**ACTIVITY:**
Among the records that follow, find each line holding the word "booked" and copy it.

**PROVIDED RECORDS:**
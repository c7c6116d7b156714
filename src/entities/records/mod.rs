//! Standalone record entities. None of these tables reference each other.

pub mod artifact;
pub mod car;
pub mod character;
pub mod hotel_room;
pub mod location;
pub mod pet;
pub mod task;
//! Operations that traverse foreign-key, junction and one-to-one relations.

pub mod library;
pub mod licensing;
pub mod music;
pub mod registry;
pub mod reviews;

pub use library::{
    create_author, create_book, delete_all_authors_without_books,
    show_all_authors_with_their_books,
};
pub use licensing::{
    calculate_licenses_expiration_dates, create_driver, create_license,
    get_drivers_with_expired_licenses,
};
pub use music::{
    add_song_to_artist, create_artist, create_song, get_songs_by_artist, remove_song_from_artist,
};
pub use registry::{
    create_owner, create_registration, create_registry_car, get_owner_by_id,
    register_car_by_owner,
};
pub use reviews::{
    calculate_average_rating_for_product_by_name, create_product, create_review,
    delete_products_without_reviews, get_products_with_no_reviews, get_reviews_with_high_ratings,
};
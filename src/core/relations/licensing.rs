//! Driver and driving license operations (one-to-one).

use crate::{
    entities::{
        Driver, DrivingLicense,
        relations::{driver, driving_license},
    },
    errors::{Error, Result},
};
use chrono::Duration;
use sea_orm::{ConnectionTrait, JoinType, QueryOrder, QuerySelect, Set, prelude::*};

/// Days a license stays valid after issue.
pub const LICENSE_VALIDITY_DAYS: i64 = 365;

/// Inserts a driver.
pub async fn create_driver<C: ConnectionTrait>(
    db: &C,
    first_name: &str,
    last_name: &str,
) -> Result<driver::Model> {
    if first_name.trim().is_empty() || last_name.trim().is_empty() {
        return Err(Error::validation("Driver names cannot be empty"));
    }

    driver::ActiveModel {
        first_name: Set(first_name.to_string()),
        last_name: Set(last_name.to_string()),
        ..Default::default()
    }
    .insert(db)
    .await
    .map_err(Into::into)
}

/// Issues a license to `driver_id`; a driver can hold only one.
pub async fn create_license<C: ConnectionTrait>(
    db: &C,
    license_number: &str,
    issue_date: Date,
    driver_id: i64,
) -> Result<driving_license::Model> {
    if license_number.trim().is_empty() {
        return Err(Error::validation("License number cannot be empty"));
    }

    driving_license::ActiveModel {
        license_number: Set(license_number.to_string()),
        issue_date: Set(issue_date),
        driver_id: Set(driver_id),
        ..Default::default()
    }
    .insert(db)
    .await
    .map_err(Into::into)
}

/// Day on which a license issued on `issue_date` expires.
#[must_use]
pub fn expiration_date(issue_date: Date) -> Date {
    issue_date + Duration::days(LICENSE_VALIDITY_DAYS)
}

/// One line per license, highest license number first.
pub async fn calculate_licenses_expiration_dates(db: &DatabaseConnection) -> Result<String> {
    let licenses = DrivingLicense::find()
        .order_by_desc(driving_license::Column::LicenseNumber)
        .all(db)
        .await?;

    Ok(licenses
        .iter()
        .map(|license| {
            format!(
                "License with number: {} expires on {}!",
                license.license_number,
                expiration_date(license.issue_date)
            )
        })
        .collect::<Vec<_>>()
        .join("\n"))
}

/// Drivers whose license was issued after `due_date` minus the validity period.
pub async fn get_drivers_with_expired_licenses(
    db: &DatabaseConnection,
    due_date: Date,
) -> Result<Vec<driver::Model>> {
    let start_date = due_date - Duration::days(LICENSE_VALIDITY_DAYS);

    Driver::find()
        .join(JoinType::InnerJoin, driver::Relation::License.def())
        .filter(driving_license::Column::IssueDate.gt(start_date))
        .order_by_asc(driver::Column::Id)
        .all(db)
        .await
        .map_err(Into::into)
}
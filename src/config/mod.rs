/// Database configuration and connection management
pub mod database;

/// Seed data loading from TOML files
pub mod seed;
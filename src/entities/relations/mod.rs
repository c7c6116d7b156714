//! Related entities: one-to-many, many-to-many and one-to-one pairs.

pub mod artist;
pub mod artist_song;
pub mod author;
pub mod book;
pub mod driver;
pub mod driving_license;
pub mod owner;
pub mod product;
pub mod registration;
pub mod registry_car;
pub mod review;
pub mod song;
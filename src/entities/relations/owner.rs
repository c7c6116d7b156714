//! Owner entity - owns any number of registry cars.

use sea_orm::entity::prelude::*;
use serde::{Deserialize, Serialize};

/// Owner database model
#[derive(Clone, Debug, PartialEq, Eq, DeriveEntityModel, Serialize, Deserialize)]
#[sea_orm(table_name = "owners")]
pub struct Model {
    /// Unique identifier for the owner
    #[sea_orm(primary_key)]
    pub id: i64,
    /// Owner name
    pub name: String,
}

#[derive(Copy, Clone, Debug, EnumIter, DeriveRelation)]
pub enum Relation {
    /// One owner has many cars
    #[sea_orm(has_many = "super::registry_car::Entity")]
    Cars,
}

impl Related<super::registry_car::Entity> for Entity {
    fn to() -> RelationDef {
        Relation::Cars.def()
    }
}

impl ActiveModelBehavior for ActiveModel {}
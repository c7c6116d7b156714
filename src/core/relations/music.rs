//! Artist and song operations (many-to-many through `artists_songs`).

use crate::{
    entities::{
        Artist, ArtistSong, Song,
        relations::{artist, artist_song, song},
    },
    errors::{Error, Result},
};
use sea_orm::{ConnectionTrait, QueryOrder, Set, prelude::*};
use tracing::{debug, instrument};

/// Inserts an artist; names are unique.
pub async fn create_artist<C: ConnectionTrait>(db: &C, name: &str) -> Result<artist::Model> {
    if name.trim().is_empty() {
        return Err(Error::validation("Artist name cannot be empty"));
    }

    artist::ActiveModel {
        name: Set(name.to_string()),
        ..Default::default()
    }
    .insert(db)
    .await
    .map_err(Into::into)
}

/// Inserts a song; titles are unique.
pub async fn create_song<C: ConnectionTrait>(db: &C, title: &str) -> Result<song::Model> {
    if title.trim().is_empty() {
        return Err(Error::validation("Song title cannot be empty"));
    }

    song::ActiveModel {
        title: Set(title.to_string()),
        ..Default::default()
    }
    .insert(db)
    .await
    .map_err(Into::into)
}

async fn artist_by_name<C: ConnectionTrait>(db: &C, artist_name: &str) -> Result<artist::Model> {
    Artist::find()
        .filter(artist::Column::Name.eq(artist_name))
        .one(db)
        .await?
        .ok_or_else(|| Error::not_found("Artist", artist_name))
}

async fn song_by_title<C: ConnectionTrait>(db: &C, song_title: &str) -> Result<song::Model> {
    Song::find()
        .filter(song::Column::Title.eq(song_title))
        .one(db)
        .await?
        .ok_or_else(|| Error::not_found("Song", song_title))
}

/// Links a song to an artist. Linking an already linked pair is a no-op.
#[instrument(skip(db))]
pub async fn add_song_to_artist<C: ConnectionTrait>(
    db: &C,
    artist_name: &str,
    song_title: &str,
) -> Result<()> {
    let artist = artist_by_name(db, artist_name).await?;
    let song = song_by_title(db, song_title).await?;

    if ArtistSong::find_by_id((artist.id, song.id))
        .one(db)
        .await?
        .is_some()
    {
        debug!("Song already linked");
        return Ok(());
    }

    artist_song::ActiveModel {
        artist_id: Set(artist.id),
        song_id: Set(song.id),
    }
    .insert(db)
    .await?;
    Ok(())
}

/// Songs linked to the artist, most recently stored first.
pub async fn get_songs_by_artist(
    db: &DatabaseConnection,
    artist_name: &str,
) -> Result<Vec<song::Model>> {
    let artist = artist_by_name(db, artist_name).await?;

    artist
        .find_related(Song)
        .order_by_desc(song::Column::Id)
        .all(db)
        .await
        .map_err(Into::into)
}

/// Unlinks a song from an artist. Unlinking a pair that is not linked is a no-op.
#[instrument(skip(db))]
pub async fn remove_song_from_artist(
    db: &DatabaseConnection,
    artist_name: &str,
    song_title: &str,
) -> Result<()> {
    let artist = artist_by_name(db, artist_name).await?;
    let song = song_by_title(db, song_title).await?;

    let result = ArtistSong::delete_by_id((artist.id, song.id)).exec(db).await?;
    debug!(removed = result.rows_affected, "Song unlinked");
    Ok(())
}
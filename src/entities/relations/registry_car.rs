//! Registry car entity - a car that can be owned and registered.
//!
//! Kept apart from the catalogue car in `records::car`; the two never meet.

use sea_orm::entity::prelude::*;
use serde::{Deserialize, Serialize};

/// Registry car database model
#[derive(Clone, Debug, PartialEq, Eq, DeriveEntityModel, Serialize, Deserialize)]
#[sea_orm(table_name = "registry_cars")]
pub struct Model {
    /// Unique identifier for the car
    #[sea_orm(primary_key)]
    pub id: i64,
    /// Car model name
    pub model: String,
    /// Production year
    pub year: i32,
    /// Current owner, if any
    pub owner_id: Option<i64>,
}

#[derive(Copy, Clone, Debug, EnumIter, DeriveRelation)]
pub enum Relation {
    /// Each car belongs to at most one owner
    #[sea_orm(
        belongs_to = "super::owner::Entity",
        from = "Column::OwnerId",
        to = "super::owner::Column::Id",
        on_delete = "Cascade"
    )]
    Owner,
    /// A car carries at most one registration
    #[sea_orm(has_one = "super::registration::Entity")]
    Registration,
}

impl Related<super::owner::Entity> for Entity {
    fn to() -> RelationDef {
        Relation::Owner.def()
    }
}

impl Related<super::registration::Entity> for Entity {
    fn to() -> RelationDef {
        Relation::Registration.def()
    }
}

impl ActiveModelBehavior for ActiveModel {}
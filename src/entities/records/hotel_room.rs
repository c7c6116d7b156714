//! Hotel room entity - a bookable room with a type, capacity and nightly rate.

use sea_orm::entity::prelude::*;
use serde::{Deserialize, Serialize};
use std::fmt;

/// Kind of room; stored as its display name.
#[derive(Clone, Copy, Debug, PartialEq, Eq, EnumIter, DeriveActiveEnum, Serialize, Deserialize)]
#[sea_orm(rs_type = "String", db_type = "Text")]
pub enum RoomType {
    /// Standard room
    #[sea_orm(string_value = "Standard")]
    Standard,
    /// Deluxe room
    #[sea_orm(string_value = "Deluxe")]
    Deluxe,
    /// Suite
    #[sea_orm(string_value = "Suite")]
    Suite,
}

impl fmt::Display for RoomType {
    fn fmt(&self, f: &mut fmt::Formatter<'_>) -> fmt::Result {
        f.write_str(&self.to_value())
    }
}

/// Hotel room database model
#[derive(Clone, Debug, PartialEq, DeriveEntityModel, Serialize, Deserialize)]
#[sea_orm(table_name = "hotel_rooms")]
pub struct Model {
    /// Unique identifier for the room
    #[sea_orm(primary_key)]
    pub id: i64,
    /// Number on the door
    pub room_number: i32,
    /// Standard, Deluxe or Suite
    pub room_type: RoomType,
    /// Number of guests the room holds
    pub capacity: i32,
    /// Free-form list of amenities
    #[sea_orm(column_type = "Text")]
    pub amenities: String,
    /// Nightly rate
    pub price_per_night: f64,
    /// Whether the room is currently booked
    pub is_reserved: bool,
}

#[derive(Copy, Clone, Debug, EnumIter, DeriveRelation)]
pub enum Relation {}

impl ActiveModelBehavior for ActiveModel {}

impl fmt::Display for Model {
    fn fmt(&self, f: &mut fmt::Formatter<'_>) -> fmt::Result {
        write!(
            f,
            "{} room with number {} costs {:.2}$ per night!",
            self.room_type, self.room_number, self.price_per_night
        )
    }
}
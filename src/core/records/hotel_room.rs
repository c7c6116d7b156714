//! Hotel room operations: deluxe listings, capacity accretion, reservations.

use crate::{
    entities::{
        HotelRoom,
        records::hotel_room::{self, RoomType},
    },
    errors::{Error, Result},
};
use sea_orm::{ConnectionTrait, QueryOrder, Set, TransactionTrait, prelude::*, sea_query::Expr};
use tracing::{debug, info, instrument};

/// Inserts a hotel room.
pub async fn create_hotel_room<C: ConnectionTrait>(
    db: &C,
    room_number: i32,
    room_type: RoomType,
    capacity: i32,
    amenities: &str,
    price_per_night: f64,
    is_reserved: bool,
) -> Result<hotel_room::Model> {
    if room_number < 0 || capacity < 0 {
        return Err(Error::validation(format!(
            "Room number and capacity must be non-negative: {room_number}, {capacity}"
        )));
    }
    if price_per_night < 0.0 || !price_per_night.is_finite() {
        return Err(Error::validation(format!(
            "Invalid price per night: {price_per_night}"
        )));
    }

    hotel_room::ActiveModel {
        room_number: Set(room_number),
        room_type: Set(room_type),
        capacity: Set(capacity),
        amenities: Set(amenities.to_string()),
        price_per_night: Set(price_per_night),
        is_reserved: Set(is_reserved),
        ..Default::default()
    }
    .insert(db)
    .await
    .map_err(Into::into)
}

/// Lists Deluxe rooms with an even id, one per line.
pub async fn get_deluxe_rooms(db: &DatabaseConnection) -> Result<String> {
    let rooms = HotelRoom::find()
        .filter(hotel_room::Column::RoomType.eq(RoomType::Deluxe))
        .filter(Expr::cust("id % 2 = 0"))
        .order_by_asc(hotel_room::Column::Id)
        .all(db)
        .await?;

    Ok(rooms
        .iter()
        .map(ToString::to_string)
        .collect::<Vec<_>>()
        .join("\n"))
}

/// Grows the capacity of every reserved room.
///
/// Rooms are walked in id order. The first room, when reserved, grows by its own
/// id; any later reserved room grows by the capacity of the room before it, as
/// that room stands after its own update. An overflowing capacity aborts the
/// whole walk and leaves every room untouched.
#[instrument(skip(db))]
pub async fn increase_room_capacity(db: &DatabaseConnection) -> Result<()> {
    let txn = db.begin().await?;
    let rooms = HotelRoom::find()
        .order_by_asc(hotel_room::Column::Id)
        .all(&txn)
        .await?;

    let mut previous_capacity: Option<i32> = None;
    let mut updated = 0_usize;

    for room in rooms {
        let mut capacity = room.capacity;

        if room.is_reserved {
            let growth = match previous_capacity {
                None => i32::try_from(room.id).map_err(|_| {
                    Error::validation(format!("Room id {} does not fit a capacity", room.id))
                })?,
                Some(previous) => previous,
            };
            capacity = capacity.checked_add(growth).ok_or_else(|| {
                Error::validation(format!(
                    "Capacity of room {} overflows: {capacity} + {growth}",
                    room.room_number
                ))
            })?;
            debug!(id = room.id, capacity, "Room capacity increased");

            let mut active: hotel_room::ActiveModel = room.into();
            active.capacity = Set(capacity);
            active.update(&txn).await?;
            updated += 1;
        }

        previous_capacity = Some(capacity);
    }
    txn.commit().await?;

    info!(updated, "Room capacities increased");
    Ok(())
}

/// Reserves the first unreserved room, if any.
pub async fn reserve_first_room(db: &DatabaseConnection) -> Result<()> {
    let first_free = HotelRoom::find()
        .filter(hotel_room::Column::IsReserved.eq(false))
        .order_by_asc(hotel_room::Column::Id)
        .one(db)
        .await?;

    if let Some(room) = first_free {
        let mut active: hotel_room::ActiveModel = room.into();
        active.is_reserved = Set(true);
        active.update(db).await?;
    }
    Ok(())
}

/// Deletes the last stored room unless it is reserved.
pub async fn delete_last_room(db: &DatabaseConnection) -> Result<()> {
    let last = HotelRoom::find()
        .order_by_desc(hotel_room::Column::Id)
        .one(db)
        .await?;

    if let Some(room) = last.filter(|room| !room.is_reserved) {
        room.delete(db).await?;
    }
    Ok(())
}

#[cfg(test)]
mod tests {
    #![allow(clippy::unwrap_used)]
    use super::*;
    use crate::test_utils::{create_test_room, setup_test_db};

    async fn capacities(db: &DatabaseConnection) -> Result<Vec<i32>> {
        Ok(HotelRoom::find()
            .order_by_asc(hotel_room::Column::Id)
            .all(db)
            .await?
            .into_iter()
            .map(|room| room.capacity)
            .collect())
    }

    #[tokio::test]
    async fn test_get_deluxe_rooms_even_ids_only() -> Result<()> {
        let db = setup_test_db().await?;
        create_test_room(&db, 101, RoomType::Deluxe, 2, false).await?;
        create_test_room(&db, 102, RoomType::Deluxe, 2, false).await?;
        create_test_room(&db, 103, RoomType::Standard, 2, false).await?;
        create_test_room(&db, 104, RoomType::Deluxe, 3, true).await?;

        assert_eq!(
            get_deluxe_rooms(&db).await?,
            "Deluxe room with number 102 costs 100.00$ per night!\n\
             Deluxe room with number 104 costs 100.00$ per night!"
        );
        Ok(())
    }

    #[tokio::test]
    async fn test_increase_room_capacity_chains_previous() -> Result<()> {
        let db = setup_test_db().await?;
        create_test_room(&db, 101, RoomType::Standard, 2, true).await?;
        create_test_room(&db, 102, RoomType::Deluxe, 3, false).await?;
        create_test_room(&db, 103, RoomType::Suite, 4, true).await?;
        create_test_room(&db, 104, RoomType::Suite, 5, true).await?;

        increase_room_capacity(&db).await?;

        // 2 + id 1, untouched 3, 4 + 3, 5 + 7
        assert_eq!(capacities(&db).await?, vec![3, 3, 7, 12]);
        Ok(())
    }

    #[tokio::test]
    async fn test_reserve_first_room() -> Result<()> {
        let db = setup_test_db().await?;
        create_test_room(&db, 101, RoomType::Standard, 2, true).await?;
        create_test_room(&db, 102, RoomType::Standard, 2, false).await?;
        create_test_room(&db, 103, RoomType::Standard, 2, false).await?;

        reserve_first_room(&db).await?;

        let reserved: Vec<bool> = HotelRoom::find()
            .order_by_asc(hotel_room::Column::Id)
            .all(&db)
            .await?
            .into_iter()
            .map(|room| room.is_reserved)
            .collect();
        assert_eq!(reserved, vec![true, true, false]);
        Ok(())
    }

    #[tokio::test]
    async fn test_delete_last_room_keeps_reserved() -> Result<()> {
        let db = setup_test_db().await?;
        create_test_room(&db, 101, RoomType::Standard, 2, false).await?;
        create_test_room(&db, 102, RoomType::Standard, 2, true).await?;

        delete_last_room(&db).await?;
        assert_eq!(HotelRoom::find().count(&db).await?, 2);

        reserve_first_room(&db).await?;
        create_test_room(&db, 103, RoomType::Suite, 4, false).await?;
        delete_last_room(&db).await?;
        assert_eq!(HotelRoom::find().count(&db).await?, 2);
        Ok(())
    }

    #[tokio::test]
    async fn test_increase_room_capacity_starts_after_free_room() -> Result<()> {
        let db = setup_test_db().await?;
        create_test_room(&db, 101, RoomType::Standard, 5, false).await?;
        create_test_room(&db, 102, RoomType::Deluxe, 2, true).await?;
        create_test_room(&db, 103, RoomType::Suite, 4, false).await?;
        create_test_room(&db, 104, RoomType::Suite, 1, true).await?;

        increase_room_capacity(&db).await?;

        // untouched 5, 2 + 5, untouched 4, 1 + 4
        assert_eq!(capacities(&db).await?, vec![5, 7, 4, 5]);
        Ok(())
    }

    #[tokio::test]
    async fn test_increase_room_capacity_rejects_overflow() -> Result<()> {
        let db = setup_test_db().await?;
        create_test_room(&db, 101, RoomType::Standard, 1_500_000_000, true).await?;
        create_test_room(&db, 102, RoomType::Standard, 1_500_000_000, true).await?;

        let result = increase_room_capacity(&db).await;
        assert!(matches!(result.unwrap_err(), Error::Validation { .. }));
        assert_eq!(capacities(&db).await?, vec![1_500_000_000, 1_500_000_000]);
        Ok(())
    }
}
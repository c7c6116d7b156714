//! Product and review operations, including the rating aggregate.

use crate::{
    entities::{
        Product, Review,
        relations::{product, review},
    },
    errors::{Error, Result},
};
use sea_orm::{
    ConnectionTrait, QueryOrder, QuerySelect, Set,
    prelude::*,
    sea_query::{Expr, Func, Query, SelectStatement, SimpleExpr},
};
use tracing::{info, instrument};

/// Inserts a product; names are unique.
pub async fn create_product<C: ConnectionTrait>(db: &C, name: &str) -> Result<product::Model> {
    if name.trim().is_empty() {
        return Err(Error::validation("Product name cannot be empty"));
    }

    product::ActiveModel {
        name: Set(name.to_string()),
        ..Default::default()
    }
    .insert(db)
    .await
    .map_err(Into::into)
}

/// Inserts a review of `product_id`; ratings cannot be negative.
pub async fn create_review<C: ConnectionTrait>(
    db: &C,
    description: &str,
    rating: i32,
    product_id: i64,
) -> Result<review::Model> {
    if rating < 0 {
        return Err(Error::validation(format!(
            "Rating cannot be negative: {rating}"
        )));
    }

    review::ActiveModel {
        description: Set(description.to_string()),
        rating: Set(rating),
        product_id: Set(product_id),
        ..Default::default()
    }
    .insert(db)
    .await
    .map_err(Into::into)
}

fn reviewed_product_ids() -> SelectStatement {
    Query::select()
        .column(review::Column::ProductId)
        .from(Review)
        .to_owned()
}

/// Average rating of the named product, or `None` when it has no reviews.
pub async fn calculate_average_rating_for_product_by_name(
    db: &DatabaseConnection,
    product_name: &str,
) -> Result<Option<f64>> {
    let product = Product::find()
        .filter(product::Column::Name.eq(product_name))
        .one(db)
        .await?
        .ok_or_else(|| Error::not_found("Product", product_name))?;

    let average = Review::find()
        .select_only()
        .column_as(
            SimpleExpr::from(Func::avg(Expr::col(review::Column::Rating))),
            "avg_rating",
        )
        .filter(review::Column::ProductId.eq(product.id))
        .into_tuple::<Option<f64>>()
        .one(db)
        .await?;

    Ok(average.flatten())
}

/// Reviews rated at least `threshold`.
pub async fn get_reviews_with_high_ratings(
    db: &DatabaseConnection,
    threshold: i32,
) -> Result<Vec<review::Model>> {
    Review::find()
        .filter(review::Column::Rating.gte(threshold))
        .order_by_asc(review::Column::Id)
        .all(db)
        .await
        .map_err(Into::into)
}

/// Products nobody has reviewed, ordered by name descending.
pub async fn get_products_with_no_reviews(db: &DatabaseConnection) -> Result<Vec<product::Model>> {
    Product::find()
        .filter(product::Column::Id.not_in_subquery(reviewed_product_ids()))
        .order_by_desc(product::Column::Name)
        .all(db)
        .await
        .map_err(Into::into)
}

/// Deletes every product nobody has reviewed.
#[instrument(skip(db))]
pub async fn delete_products_without_reviews(db: &DatabaseConnection) -> Result<u64> {
    let result = Product::delete_many()
        .filter(product::Column::Id.not_in_subquery(reviewed_product_ids()))
        .exec(db)
        .await?;
    info!(deleted = result.rows_affected, "Unreviewed products deleted");
    Ok(result.rows_affected)
}
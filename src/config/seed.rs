//! Seed data loading from TOML files
//!
//! A seed file lists rows to insert into a fresh database. Every top-level array
//! is optional; missing arrays seed nothing. Dates are written as quoted
//! `"YYYY-MM-DD"` strings.
//!
//! ```toml
//! [[authors]]
//! name = "Leo Tolstoy"
//! books = [{ title = "War and Peace", price = 25.0 }]
//!
//! [[artists]]
//! name = "Indie Cafe"
//! songs = ["Lose Face"]
//! ```

use crate::entities::records::{character::CharacterClass, hotel_room::RoomType};
use crate::errors::{Error, Result};
use sea_orm::prelude::Date;
use serde::Deserialize;
use std::path::Path;

/// Configuration structure representing an entire seed file
#[derive(Debug, Default, Deserialize)]
#[serde(default)]
pub struct SeedData {
    /// Pets to insert
    pub pets: Vec<PetSeed>,
    /// Artifacts to insert
    pub artifacts: Vec<ArtifactSeed>,
    /// Locations to insert
    pub locations: Vec<LocationSeed>,
    /// Catalogue cars to insert
    pub cars: Vec<CarSeed>,
    /// Tasks to insert
    pub tasks: Vec<TaskSeed>,
    /// Hotel rooms to insert
    pub hotel_rooms: Vec<HotelRoomSeed>,
    /// Characters to insert
    pub characters: Vec<CharacterSeed>,
    /// Authors, each with their books
    pub authors: Vec<AuthorSeed>,
    /// Songs to insert before artists link to them
    pub songs: Vec<String>,
    /// Artists, each with the titles of songs they perform
    pub artists: Vec<ArtistSeed>,
    /// Products, each with their reviews
    pub products: Vec<ProductSeed>,
    /// Drivers, each with an optional license
    pub drivers: Vec<DriverSeed>,
    /// Owner names
    pub owners: Vec<String>,
    /// Cars that can be owned and registered
    pub registry_cars: Vec<RegistryCarSeed>,
    /// Registration numbers, all initially unassigned
    pub registrations: Vec<String>,
}

/// Seed row for a pet
#[derive(Debug, Clone, Deserialize)]
pub struct PetSeed {
    /// Pet name
    pub name: String,
    /// Species
    pub species: String,
}

/// Seed row for an artifact
#[derive(Debug, Clone, Deserialize)]
pub struct ArtifactSeed {
    /// Artifact name
    pub name: String,
    /// Where it was found
    pub origin: String,
    /// Age in years
    pub age: i32,
    /// Description
    #[serde(default)]
    pub description: String,
    /// Whether it is magical
    #[serde(default)]
    pub is_magical: bool,
}

/// Seed row for a location
#[derive(Debug, Clone, Deserialize)]
pub struct LocationSeed {
    /// Location name
    pub name: String,
    /// Region
    pub region: String,
    /// Population
    pub population: i32,
    /// Description
    #[serde(default)]
    pub description: String,
    /// Whether it is a capital
    #[serde(default)]
    pub is_capital: bool,
}

/// Seed row for a catalogue car
#[derive(Debug, Clone, Deserialize)]
pub struct CarSeed {
    /// Model name
    pub model: String,
    /// Production year
    pub year: i32,
    /// Colour
    pub color: String,
    /// List price
    pub price: f64,
}

/// Seed row for a task
#[derive(Debug, Clone, Deserialize)]
pub struct TaskSeed {
    /// Title
    pub title: String,
    /// Description
    #[serde(default)]
    pub description: String,
    /// Due date
    pub due_date: Date,
    /// Whether it is done
    #[serde(default)]
    pub is_finished: bool,
}

/// Seed row for a hotel room
#[derive(Debug, Clone, Deserialize)]
pub struct HotelRoomSeed {
    /// Number on the door
    pub room_number: i32,
    /// Standard, Deluxe or Suite
    pub room_type: RoomType,
    /// Guests the room holds
    pub capacity: i32,
    /// Amenities
    #[serde(default)]
    pub amenities: String,
    /// Nightly rate
    pub price_per_night: f64,
    /// Whether it is booked
    #[serde(default)]
    pub is_reserved: bool,
}

/// Seed row for a character
#[derive(Debug, Clone, Deserialize)]
pub struct CharacterSeed {
    /// Name
    pub name: String,
    /// Class
    pub class_name: CharacterClass,
    /// Level
    pub level: i32,
    /// Strength
    pub strength: i32,
    /// Dexterity
    pub dexterity: i32,
    /// Intelligence
    pub intelligence: i32,
    /// Hit points
    pub hit_points: i32,
    /// Inventory
    #[serde(default)]
    pub inventory: String,
}

/// Seed row for an author and their books
#[derive(Debug, Clone, Deserialize)]
pub struct AuthorSeed {
    /// Author name
    pub name: String,
    /// Books written by the author
    #[serde(default)]
    pub books: Vec<BookSeed>,
}

/// Seed row for a book
#[derive(Debug, Clone, Deserialize)]
pub struct BookSeed {
    /// Title
    pub title: String,
    /// Price
    pub price: f64,
}

/// Seed row for an artist and the songs they perform
#[derive(Debug, Clone, Deserialize)]
pub struct ArtistSeed {
    /// Artist name
    pub name: String,
    /// Titles of songs; each must appear in `songs`
    #[serde(default)]
    pub songs: Vec<String>,
}

/// Seed row for a product and its reviews
#[derive(Debug, Clone, Deserialize)]
pub struct ProductSeed {
    /// Product name
    pub name: String,
    /// Reviews of the product
    #[serde(default)]
    pub reviews: Vec<ReviewSeed>,
}

/// Seed row for a review
#[derive(Debug, Clone, Deserialize)]
pub struct ReviewSeed {
    /// Review text
    pub description: String,
    /// Rating
    pub rating: i32,
}

/// Seed row for a driver
#[derive(Debug, Clone, Deserialize)]
pub struct DriverSeed {
    /// Given name
    pub first_name: String,
    /// Family name
    pub last_name: String,
    /// License, if the driver holds one
    pub license: Option<LicenseSeed>,
}

/// Seed row for a driving license
#[derive(Debug, Clone, Deserialize)]
pub struct LicenseSeed {
    /// License number
    pub license_number: String,
    /// Issue date
    pub issue_date: Date,
}

/// Seed row for a registry car
#[derive(Debug, Clone, Deserialize)]
pub struct RegistryCarSeed {
    /// Model name
    pub model: String,
    /// Production year
    pub year: i32,
}

/// Parses seed data from TOML text.
pub fn parse_seed(contents: &str) -> Result<SeedData> {
    toml::from_str(contents).map_err(|e| Error::Config {
        message: format!("Failed to parse seed data: {e}"),
    })
}

/// Loads seed data from a TOML file
///
/// # Errors
/// Returns an error if:
/// - The file cannot be read
/// - The TOML syntax is invalid
/// - Required fields are missing
pub fn load_seed<P: AsRef<Path>>(path: P) -> Result<SeedData> {
    let path_ref = path.as_ref();
    tracing::debug!("Loading seed data from: {:?}", path_ref);
    let contents = std::fs::read_to_string(path_ref).map_err(|e| Error::Config {
        message: format!("Failed to read seed file {}: {e}", path_ref.display()),
    })?;
    parse_seed(&contents)
}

**YOUR SOLUTION:**
    /// Whether the room is currently booked
    /// Whether it is booked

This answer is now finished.